**Task details**
Report how many lines in the records below contain the word "values". Give only the number.

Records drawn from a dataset
- Opening Delimiter -

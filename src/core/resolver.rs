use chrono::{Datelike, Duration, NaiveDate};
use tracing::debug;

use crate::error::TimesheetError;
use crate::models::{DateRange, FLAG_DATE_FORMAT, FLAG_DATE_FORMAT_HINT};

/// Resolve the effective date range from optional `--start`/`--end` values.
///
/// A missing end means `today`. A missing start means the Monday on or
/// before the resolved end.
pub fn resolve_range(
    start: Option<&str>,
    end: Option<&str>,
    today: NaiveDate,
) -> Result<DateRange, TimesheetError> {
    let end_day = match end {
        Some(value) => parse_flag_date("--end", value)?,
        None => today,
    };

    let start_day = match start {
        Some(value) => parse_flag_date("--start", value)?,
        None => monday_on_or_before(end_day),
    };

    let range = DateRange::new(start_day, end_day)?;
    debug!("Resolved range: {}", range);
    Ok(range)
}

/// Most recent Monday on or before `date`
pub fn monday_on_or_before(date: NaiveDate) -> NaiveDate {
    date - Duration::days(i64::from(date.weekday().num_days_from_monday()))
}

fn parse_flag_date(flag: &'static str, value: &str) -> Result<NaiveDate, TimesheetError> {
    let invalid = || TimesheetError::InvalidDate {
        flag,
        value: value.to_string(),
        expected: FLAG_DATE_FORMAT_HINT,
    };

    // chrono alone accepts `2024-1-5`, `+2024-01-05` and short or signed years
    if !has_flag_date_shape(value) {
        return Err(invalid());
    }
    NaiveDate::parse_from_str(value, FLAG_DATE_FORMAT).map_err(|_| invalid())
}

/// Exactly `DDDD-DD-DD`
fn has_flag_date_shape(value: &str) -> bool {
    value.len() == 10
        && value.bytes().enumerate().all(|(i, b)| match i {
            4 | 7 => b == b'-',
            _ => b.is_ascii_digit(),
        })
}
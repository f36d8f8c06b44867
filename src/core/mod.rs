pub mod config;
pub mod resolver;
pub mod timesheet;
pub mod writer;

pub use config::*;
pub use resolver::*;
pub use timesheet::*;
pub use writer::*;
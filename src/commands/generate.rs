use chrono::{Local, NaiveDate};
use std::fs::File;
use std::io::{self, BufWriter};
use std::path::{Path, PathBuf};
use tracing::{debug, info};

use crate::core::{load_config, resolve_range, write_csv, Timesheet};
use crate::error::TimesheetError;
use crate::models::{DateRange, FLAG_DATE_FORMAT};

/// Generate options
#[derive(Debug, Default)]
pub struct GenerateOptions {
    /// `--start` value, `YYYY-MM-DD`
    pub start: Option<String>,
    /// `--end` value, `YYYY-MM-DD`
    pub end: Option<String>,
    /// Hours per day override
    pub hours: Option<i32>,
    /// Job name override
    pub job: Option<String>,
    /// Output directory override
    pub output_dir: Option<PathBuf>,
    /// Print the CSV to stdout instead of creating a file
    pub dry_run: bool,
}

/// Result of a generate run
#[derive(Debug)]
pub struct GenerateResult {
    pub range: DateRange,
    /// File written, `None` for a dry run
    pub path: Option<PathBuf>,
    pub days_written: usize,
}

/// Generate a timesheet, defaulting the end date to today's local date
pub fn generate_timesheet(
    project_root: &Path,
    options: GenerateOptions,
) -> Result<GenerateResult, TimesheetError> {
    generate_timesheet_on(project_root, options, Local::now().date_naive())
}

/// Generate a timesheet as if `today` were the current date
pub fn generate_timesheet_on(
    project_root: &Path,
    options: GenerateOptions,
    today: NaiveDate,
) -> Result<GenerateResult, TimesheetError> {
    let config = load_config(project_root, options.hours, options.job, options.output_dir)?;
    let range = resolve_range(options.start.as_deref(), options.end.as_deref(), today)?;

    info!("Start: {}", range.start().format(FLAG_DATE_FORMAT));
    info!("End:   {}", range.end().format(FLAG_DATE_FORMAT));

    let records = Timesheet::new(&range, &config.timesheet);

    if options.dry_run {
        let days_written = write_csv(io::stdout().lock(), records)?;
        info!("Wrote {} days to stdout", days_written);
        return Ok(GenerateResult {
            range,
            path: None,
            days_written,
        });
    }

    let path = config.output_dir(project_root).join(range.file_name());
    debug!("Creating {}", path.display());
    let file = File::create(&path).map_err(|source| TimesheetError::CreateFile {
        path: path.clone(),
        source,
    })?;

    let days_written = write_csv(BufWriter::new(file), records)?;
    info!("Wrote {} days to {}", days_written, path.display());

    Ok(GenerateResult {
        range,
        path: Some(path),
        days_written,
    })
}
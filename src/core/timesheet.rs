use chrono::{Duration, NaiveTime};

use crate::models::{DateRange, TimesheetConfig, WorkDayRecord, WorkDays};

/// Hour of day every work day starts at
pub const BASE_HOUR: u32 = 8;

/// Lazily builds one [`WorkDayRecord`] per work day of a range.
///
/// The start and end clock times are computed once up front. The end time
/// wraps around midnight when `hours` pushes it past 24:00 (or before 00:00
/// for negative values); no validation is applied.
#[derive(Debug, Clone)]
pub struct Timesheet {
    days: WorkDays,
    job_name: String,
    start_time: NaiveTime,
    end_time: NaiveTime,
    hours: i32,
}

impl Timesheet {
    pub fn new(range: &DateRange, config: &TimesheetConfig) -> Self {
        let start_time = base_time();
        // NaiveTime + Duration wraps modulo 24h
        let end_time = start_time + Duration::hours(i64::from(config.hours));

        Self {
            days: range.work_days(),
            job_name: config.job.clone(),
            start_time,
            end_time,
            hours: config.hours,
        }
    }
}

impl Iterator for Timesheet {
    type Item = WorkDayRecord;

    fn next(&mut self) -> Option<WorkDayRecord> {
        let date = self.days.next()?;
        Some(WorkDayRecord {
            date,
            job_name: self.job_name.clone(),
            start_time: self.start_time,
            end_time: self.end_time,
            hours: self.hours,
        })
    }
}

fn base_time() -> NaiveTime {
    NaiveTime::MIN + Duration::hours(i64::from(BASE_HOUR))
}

- Closing Delimiter -
- Opening Delimiter -

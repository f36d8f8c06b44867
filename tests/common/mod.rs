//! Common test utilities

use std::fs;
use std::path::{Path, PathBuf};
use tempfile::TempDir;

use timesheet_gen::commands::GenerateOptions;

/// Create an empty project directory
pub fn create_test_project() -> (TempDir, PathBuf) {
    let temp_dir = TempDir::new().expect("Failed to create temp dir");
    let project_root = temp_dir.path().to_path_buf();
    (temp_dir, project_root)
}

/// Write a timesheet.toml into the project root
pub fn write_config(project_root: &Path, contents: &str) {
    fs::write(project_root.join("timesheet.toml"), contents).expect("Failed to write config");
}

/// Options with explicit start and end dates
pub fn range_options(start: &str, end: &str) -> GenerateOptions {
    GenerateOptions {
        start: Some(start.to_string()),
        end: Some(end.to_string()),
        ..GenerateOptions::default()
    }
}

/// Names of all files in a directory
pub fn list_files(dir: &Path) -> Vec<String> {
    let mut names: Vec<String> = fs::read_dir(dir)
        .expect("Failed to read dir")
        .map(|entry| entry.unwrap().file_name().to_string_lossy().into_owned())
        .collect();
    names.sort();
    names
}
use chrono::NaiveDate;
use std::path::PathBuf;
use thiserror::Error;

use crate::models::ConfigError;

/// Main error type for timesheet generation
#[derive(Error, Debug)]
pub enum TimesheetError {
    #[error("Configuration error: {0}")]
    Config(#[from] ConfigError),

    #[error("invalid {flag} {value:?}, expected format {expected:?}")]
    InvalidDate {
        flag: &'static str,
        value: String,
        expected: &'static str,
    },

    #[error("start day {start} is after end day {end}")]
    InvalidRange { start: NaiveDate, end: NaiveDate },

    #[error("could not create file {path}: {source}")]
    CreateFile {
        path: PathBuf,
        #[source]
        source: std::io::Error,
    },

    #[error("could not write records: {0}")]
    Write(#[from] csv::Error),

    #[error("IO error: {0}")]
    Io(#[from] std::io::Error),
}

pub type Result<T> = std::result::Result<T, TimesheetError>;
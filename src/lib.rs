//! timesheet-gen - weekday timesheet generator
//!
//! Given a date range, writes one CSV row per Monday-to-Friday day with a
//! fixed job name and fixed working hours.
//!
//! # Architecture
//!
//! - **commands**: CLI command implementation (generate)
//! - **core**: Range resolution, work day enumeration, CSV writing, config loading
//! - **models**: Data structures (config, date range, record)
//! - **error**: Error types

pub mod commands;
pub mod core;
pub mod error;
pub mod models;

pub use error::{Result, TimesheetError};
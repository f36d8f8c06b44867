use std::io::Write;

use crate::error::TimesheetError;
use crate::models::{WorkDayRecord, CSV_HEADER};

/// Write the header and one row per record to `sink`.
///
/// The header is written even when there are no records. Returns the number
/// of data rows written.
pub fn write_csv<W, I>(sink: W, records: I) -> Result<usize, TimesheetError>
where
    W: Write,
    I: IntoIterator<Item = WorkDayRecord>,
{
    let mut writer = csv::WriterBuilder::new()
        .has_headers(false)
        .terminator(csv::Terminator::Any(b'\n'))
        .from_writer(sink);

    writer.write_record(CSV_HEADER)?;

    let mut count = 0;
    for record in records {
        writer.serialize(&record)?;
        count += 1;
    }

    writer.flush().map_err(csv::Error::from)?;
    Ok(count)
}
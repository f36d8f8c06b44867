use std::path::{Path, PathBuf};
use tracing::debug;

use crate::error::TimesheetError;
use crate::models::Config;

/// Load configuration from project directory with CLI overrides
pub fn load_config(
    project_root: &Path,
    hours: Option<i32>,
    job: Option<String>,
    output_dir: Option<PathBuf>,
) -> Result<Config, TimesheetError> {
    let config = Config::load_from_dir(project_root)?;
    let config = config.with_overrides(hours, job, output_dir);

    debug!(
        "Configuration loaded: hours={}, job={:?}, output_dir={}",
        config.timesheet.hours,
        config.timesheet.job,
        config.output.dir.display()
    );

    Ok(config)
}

- Closing Delimiter -

**Problem solution**
2